## [Task description]
If a line in the data contains "model", copy it out.

## [Task input]
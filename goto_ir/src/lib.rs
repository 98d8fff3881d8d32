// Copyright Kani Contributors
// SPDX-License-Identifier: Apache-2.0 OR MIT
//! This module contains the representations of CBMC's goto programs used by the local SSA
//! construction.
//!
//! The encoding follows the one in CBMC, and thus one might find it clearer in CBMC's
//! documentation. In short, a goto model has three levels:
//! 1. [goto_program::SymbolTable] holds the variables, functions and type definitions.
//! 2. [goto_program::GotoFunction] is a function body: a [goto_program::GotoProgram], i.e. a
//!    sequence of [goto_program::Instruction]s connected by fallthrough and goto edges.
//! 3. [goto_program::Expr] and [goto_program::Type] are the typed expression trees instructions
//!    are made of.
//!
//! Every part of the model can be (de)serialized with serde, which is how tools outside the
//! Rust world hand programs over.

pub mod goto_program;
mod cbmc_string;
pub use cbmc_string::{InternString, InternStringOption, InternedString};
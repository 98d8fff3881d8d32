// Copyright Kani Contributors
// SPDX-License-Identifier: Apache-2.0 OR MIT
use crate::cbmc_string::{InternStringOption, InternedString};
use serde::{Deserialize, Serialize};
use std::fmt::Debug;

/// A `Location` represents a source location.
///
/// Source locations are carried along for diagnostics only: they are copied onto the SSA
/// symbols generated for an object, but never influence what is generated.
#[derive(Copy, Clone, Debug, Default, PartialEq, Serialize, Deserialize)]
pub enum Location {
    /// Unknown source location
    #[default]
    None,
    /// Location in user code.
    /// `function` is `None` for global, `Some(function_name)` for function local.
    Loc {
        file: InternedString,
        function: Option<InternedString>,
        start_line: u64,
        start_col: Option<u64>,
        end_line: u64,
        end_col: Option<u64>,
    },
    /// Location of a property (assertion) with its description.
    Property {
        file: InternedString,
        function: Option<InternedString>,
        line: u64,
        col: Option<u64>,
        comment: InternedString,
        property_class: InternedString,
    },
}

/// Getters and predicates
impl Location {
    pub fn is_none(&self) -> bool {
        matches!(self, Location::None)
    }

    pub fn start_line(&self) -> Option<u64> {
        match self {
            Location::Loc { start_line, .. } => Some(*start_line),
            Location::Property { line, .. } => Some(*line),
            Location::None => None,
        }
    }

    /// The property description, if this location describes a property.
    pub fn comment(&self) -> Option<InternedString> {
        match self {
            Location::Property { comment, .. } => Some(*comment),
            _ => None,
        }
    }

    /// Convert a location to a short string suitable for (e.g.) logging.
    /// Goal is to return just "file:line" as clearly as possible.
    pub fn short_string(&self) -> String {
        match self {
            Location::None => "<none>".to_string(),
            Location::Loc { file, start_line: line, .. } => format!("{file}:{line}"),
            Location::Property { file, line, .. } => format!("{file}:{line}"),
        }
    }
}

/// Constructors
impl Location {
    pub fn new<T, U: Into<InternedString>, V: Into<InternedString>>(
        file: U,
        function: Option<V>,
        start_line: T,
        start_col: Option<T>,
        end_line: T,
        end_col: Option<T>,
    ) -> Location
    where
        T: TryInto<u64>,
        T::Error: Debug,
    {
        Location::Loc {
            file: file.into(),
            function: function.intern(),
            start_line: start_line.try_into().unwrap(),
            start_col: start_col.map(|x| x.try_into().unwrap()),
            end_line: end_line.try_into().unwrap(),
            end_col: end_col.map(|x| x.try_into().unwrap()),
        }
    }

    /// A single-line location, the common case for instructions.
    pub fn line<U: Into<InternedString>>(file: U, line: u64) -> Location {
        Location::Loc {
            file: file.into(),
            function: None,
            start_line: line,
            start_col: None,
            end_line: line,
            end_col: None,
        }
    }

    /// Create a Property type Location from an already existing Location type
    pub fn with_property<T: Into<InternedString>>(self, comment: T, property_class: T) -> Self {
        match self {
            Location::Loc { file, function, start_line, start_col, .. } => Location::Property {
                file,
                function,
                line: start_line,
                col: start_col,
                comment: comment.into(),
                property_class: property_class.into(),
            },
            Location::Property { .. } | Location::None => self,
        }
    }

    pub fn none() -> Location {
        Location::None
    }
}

## [Task response]
//! documentation. In short, a goto model has three levels:
//! Every part of the model can be (de)serialized with serde, which is how tools outside the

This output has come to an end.